YOUR INSTRUCTIONS ▸ Each line of the data holding "RequestFault" should be found and copied.

MATERIAL TO PROCESS ▸
╭──
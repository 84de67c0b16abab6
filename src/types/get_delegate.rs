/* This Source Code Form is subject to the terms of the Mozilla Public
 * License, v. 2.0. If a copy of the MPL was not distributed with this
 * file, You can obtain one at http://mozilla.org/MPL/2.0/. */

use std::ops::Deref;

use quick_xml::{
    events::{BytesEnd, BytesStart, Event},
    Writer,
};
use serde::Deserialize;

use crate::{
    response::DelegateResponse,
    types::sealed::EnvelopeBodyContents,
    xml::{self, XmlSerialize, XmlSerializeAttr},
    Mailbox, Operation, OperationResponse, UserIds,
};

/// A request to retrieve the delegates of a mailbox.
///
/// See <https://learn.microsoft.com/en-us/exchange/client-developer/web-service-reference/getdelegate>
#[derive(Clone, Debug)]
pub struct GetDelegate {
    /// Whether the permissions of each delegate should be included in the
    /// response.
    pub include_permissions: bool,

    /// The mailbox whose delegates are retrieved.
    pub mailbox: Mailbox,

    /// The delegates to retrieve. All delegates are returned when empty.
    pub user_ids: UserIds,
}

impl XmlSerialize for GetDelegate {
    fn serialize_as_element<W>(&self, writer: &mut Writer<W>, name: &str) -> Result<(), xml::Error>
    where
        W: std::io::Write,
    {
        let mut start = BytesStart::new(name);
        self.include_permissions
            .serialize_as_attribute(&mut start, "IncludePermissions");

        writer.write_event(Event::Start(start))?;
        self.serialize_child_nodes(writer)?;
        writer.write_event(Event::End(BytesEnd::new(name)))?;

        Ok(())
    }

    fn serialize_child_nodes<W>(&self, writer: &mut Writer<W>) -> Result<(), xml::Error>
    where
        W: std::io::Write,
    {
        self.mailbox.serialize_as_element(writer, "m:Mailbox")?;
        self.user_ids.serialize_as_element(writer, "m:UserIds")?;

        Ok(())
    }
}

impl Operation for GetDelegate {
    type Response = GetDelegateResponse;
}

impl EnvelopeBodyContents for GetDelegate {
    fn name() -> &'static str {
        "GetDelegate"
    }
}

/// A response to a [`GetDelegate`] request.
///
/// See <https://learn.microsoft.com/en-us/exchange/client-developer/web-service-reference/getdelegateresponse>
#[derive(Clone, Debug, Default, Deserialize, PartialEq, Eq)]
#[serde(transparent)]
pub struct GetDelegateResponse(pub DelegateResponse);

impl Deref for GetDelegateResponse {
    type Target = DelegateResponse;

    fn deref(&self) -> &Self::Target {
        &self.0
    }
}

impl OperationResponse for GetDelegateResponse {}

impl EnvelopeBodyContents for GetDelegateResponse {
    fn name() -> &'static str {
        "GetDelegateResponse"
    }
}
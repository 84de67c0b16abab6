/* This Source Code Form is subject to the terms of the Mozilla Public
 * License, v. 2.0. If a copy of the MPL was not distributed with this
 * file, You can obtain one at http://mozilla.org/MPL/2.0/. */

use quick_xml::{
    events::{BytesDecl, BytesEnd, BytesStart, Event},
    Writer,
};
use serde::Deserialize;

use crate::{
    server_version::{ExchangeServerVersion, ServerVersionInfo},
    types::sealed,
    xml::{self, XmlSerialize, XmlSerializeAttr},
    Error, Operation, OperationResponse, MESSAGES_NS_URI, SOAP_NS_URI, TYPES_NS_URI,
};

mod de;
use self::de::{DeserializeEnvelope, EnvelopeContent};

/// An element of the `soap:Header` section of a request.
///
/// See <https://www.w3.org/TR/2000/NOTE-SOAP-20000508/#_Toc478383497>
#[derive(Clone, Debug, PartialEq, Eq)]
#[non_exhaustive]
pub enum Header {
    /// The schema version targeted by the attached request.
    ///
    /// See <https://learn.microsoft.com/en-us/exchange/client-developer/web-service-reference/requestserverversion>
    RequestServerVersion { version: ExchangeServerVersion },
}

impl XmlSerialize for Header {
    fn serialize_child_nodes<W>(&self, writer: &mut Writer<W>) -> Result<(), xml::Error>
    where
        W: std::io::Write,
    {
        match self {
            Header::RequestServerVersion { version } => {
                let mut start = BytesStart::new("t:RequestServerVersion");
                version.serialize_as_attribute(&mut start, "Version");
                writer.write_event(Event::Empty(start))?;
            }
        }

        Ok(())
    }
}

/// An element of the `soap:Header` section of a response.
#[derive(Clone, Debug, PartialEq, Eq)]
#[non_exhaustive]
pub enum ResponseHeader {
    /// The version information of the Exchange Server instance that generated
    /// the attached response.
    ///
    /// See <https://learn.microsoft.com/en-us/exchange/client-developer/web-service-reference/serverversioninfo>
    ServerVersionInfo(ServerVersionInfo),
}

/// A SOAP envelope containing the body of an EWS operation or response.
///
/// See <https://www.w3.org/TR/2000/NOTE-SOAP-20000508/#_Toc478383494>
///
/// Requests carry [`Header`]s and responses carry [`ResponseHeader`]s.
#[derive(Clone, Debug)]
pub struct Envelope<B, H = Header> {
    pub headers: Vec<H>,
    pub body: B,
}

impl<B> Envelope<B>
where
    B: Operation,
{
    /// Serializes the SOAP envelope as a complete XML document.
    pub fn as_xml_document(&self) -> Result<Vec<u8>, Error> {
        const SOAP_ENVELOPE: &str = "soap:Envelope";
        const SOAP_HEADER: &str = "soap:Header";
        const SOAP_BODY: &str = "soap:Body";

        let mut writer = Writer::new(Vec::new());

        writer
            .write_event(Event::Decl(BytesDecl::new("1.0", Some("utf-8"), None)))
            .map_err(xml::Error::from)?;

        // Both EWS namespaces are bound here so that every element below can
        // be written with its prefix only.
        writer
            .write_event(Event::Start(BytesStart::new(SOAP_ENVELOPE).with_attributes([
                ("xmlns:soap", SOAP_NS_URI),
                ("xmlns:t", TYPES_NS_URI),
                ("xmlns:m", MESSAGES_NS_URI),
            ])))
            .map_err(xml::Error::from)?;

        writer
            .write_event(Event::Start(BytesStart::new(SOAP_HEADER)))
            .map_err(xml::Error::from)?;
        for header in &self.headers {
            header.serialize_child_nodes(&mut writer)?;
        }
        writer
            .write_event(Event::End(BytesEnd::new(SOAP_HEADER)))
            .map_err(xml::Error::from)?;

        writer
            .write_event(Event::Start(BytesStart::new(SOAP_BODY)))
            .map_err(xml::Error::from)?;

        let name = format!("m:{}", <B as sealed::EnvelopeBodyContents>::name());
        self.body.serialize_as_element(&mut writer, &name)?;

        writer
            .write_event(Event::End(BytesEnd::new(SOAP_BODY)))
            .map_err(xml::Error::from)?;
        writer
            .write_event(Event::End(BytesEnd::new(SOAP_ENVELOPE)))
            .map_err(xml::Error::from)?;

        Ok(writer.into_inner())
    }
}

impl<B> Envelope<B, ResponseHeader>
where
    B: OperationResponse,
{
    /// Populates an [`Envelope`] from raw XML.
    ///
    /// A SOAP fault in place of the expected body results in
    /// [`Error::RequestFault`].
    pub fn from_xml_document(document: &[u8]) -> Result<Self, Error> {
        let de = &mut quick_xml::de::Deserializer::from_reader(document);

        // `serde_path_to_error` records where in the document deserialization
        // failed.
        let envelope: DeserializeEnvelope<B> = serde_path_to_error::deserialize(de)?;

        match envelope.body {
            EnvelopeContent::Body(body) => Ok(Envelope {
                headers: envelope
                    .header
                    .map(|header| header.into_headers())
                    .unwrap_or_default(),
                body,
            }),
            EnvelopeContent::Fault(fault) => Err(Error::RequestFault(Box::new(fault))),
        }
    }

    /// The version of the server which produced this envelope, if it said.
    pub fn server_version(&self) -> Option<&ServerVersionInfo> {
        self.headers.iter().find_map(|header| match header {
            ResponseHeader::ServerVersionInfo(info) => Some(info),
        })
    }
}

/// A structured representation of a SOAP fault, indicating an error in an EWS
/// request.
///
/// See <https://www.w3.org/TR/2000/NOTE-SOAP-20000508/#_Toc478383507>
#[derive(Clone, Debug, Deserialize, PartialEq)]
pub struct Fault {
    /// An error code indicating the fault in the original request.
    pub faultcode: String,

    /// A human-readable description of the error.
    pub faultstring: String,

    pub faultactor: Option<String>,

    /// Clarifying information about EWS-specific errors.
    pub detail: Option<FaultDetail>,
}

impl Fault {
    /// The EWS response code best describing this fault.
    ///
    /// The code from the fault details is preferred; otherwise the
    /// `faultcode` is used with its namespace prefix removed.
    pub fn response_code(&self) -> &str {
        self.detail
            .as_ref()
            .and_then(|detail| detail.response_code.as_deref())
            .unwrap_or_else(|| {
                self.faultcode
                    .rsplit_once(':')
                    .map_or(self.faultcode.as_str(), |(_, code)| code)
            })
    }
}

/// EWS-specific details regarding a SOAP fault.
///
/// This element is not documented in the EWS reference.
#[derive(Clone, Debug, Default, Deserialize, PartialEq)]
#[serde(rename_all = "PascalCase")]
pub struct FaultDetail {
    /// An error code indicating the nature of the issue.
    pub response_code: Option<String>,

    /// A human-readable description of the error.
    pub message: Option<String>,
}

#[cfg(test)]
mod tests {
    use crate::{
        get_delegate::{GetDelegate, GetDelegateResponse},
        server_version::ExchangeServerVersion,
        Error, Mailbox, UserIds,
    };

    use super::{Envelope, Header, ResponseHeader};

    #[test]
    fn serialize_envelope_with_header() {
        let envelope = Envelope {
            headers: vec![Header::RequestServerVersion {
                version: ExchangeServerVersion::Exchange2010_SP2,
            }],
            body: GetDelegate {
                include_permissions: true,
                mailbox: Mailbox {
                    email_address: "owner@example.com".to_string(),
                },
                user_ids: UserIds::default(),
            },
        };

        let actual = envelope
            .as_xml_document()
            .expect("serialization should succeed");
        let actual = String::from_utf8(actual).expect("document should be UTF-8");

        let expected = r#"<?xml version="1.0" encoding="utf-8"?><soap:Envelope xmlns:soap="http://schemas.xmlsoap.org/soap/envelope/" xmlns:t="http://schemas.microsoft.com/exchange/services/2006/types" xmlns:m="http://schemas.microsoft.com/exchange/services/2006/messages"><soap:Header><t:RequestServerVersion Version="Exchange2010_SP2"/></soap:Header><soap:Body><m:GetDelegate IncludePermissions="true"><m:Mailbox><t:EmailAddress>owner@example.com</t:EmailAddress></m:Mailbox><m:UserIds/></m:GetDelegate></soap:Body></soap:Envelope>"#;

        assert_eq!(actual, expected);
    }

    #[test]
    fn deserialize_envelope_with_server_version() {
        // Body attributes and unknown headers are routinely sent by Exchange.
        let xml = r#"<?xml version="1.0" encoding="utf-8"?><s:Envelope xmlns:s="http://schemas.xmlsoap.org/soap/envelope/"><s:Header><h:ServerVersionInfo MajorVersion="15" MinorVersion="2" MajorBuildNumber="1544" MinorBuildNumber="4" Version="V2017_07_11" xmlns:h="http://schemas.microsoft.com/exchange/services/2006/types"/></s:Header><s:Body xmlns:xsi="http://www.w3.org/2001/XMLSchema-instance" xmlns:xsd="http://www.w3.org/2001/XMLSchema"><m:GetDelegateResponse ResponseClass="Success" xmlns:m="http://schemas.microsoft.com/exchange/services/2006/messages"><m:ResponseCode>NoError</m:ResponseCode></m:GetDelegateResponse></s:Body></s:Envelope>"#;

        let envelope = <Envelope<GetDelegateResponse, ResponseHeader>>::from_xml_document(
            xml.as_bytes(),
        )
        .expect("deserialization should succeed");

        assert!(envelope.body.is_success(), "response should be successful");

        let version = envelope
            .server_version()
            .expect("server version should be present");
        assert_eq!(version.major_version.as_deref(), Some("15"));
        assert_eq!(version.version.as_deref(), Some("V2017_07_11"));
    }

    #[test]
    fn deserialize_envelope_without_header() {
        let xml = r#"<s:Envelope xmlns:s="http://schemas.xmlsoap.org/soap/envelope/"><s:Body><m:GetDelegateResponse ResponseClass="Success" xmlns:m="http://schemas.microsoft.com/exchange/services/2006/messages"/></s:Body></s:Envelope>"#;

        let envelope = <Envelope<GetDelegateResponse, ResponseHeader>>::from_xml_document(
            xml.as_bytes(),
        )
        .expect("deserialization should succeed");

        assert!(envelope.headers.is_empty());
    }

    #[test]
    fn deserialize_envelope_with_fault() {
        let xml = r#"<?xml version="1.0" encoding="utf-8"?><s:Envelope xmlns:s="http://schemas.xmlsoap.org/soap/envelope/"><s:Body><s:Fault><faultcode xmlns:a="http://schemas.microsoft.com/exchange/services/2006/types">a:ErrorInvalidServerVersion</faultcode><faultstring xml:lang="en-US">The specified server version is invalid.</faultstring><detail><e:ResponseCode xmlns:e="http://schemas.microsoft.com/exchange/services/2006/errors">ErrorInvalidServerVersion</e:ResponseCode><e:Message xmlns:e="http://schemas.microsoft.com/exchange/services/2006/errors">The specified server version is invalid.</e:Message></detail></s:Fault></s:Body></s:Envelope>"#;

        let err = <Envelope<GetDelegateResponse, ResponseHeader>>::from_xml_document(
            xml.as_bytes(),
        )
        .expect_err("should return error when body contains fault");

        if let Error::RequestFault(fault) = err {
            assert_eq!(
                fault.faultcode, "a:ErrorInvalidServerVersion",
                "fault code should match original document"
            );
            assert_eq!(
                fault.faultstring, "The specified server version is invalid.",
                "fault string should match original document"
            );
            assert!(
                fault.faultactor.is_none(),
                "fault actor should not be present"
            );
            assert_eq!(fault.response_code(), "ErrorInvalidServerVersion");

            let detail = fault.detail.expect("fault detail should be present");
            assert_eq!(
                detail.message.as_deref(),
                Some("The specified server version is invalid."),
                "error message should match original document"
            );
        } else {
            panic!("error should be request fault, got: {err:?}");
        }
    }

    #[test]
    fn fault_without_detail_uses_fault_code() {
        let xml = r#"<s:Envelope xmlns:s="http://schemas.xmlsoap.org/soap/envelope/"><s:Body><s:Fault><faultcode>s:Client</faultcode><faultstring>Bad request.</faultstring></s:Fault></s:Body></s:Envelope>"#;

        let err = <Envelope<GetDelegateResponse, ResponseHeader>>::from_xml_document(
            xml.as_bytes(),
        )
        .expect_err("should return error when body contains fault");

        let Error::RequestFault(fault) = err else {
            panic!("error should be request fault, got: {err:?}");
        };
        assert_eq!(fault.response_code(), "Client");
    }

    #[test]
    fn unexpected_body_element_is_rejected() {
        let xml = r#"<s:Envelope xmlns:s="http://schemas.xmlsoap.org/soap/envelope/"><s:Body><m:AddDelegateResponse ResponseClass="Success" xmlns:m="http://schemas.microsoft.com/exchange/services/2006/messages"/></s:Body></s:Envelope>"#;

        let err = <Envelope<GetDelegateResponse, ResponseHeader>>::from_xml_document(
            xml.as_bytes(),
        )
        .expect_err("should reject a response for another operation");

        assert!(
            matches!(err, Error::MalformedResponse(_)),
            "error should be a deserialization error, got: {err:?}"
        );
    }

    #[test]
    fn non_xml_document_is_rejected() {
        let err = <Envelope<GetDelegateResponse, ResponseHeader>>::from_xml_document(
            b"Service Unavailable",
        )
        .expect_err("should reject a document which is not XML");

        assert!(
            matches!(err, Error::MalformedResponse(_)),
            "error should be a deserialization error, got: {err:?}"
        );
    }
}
╰──
RESPONSE BELOW ▸
    /// [`Error::RequestFault`].
            EnvelopeContent::Fault(fault) => Err(Error::RequestFault(Box::new(fault))),
        if let Error::RequestFault(fault) = err {
        let Error::RequestFault(fault) = err else {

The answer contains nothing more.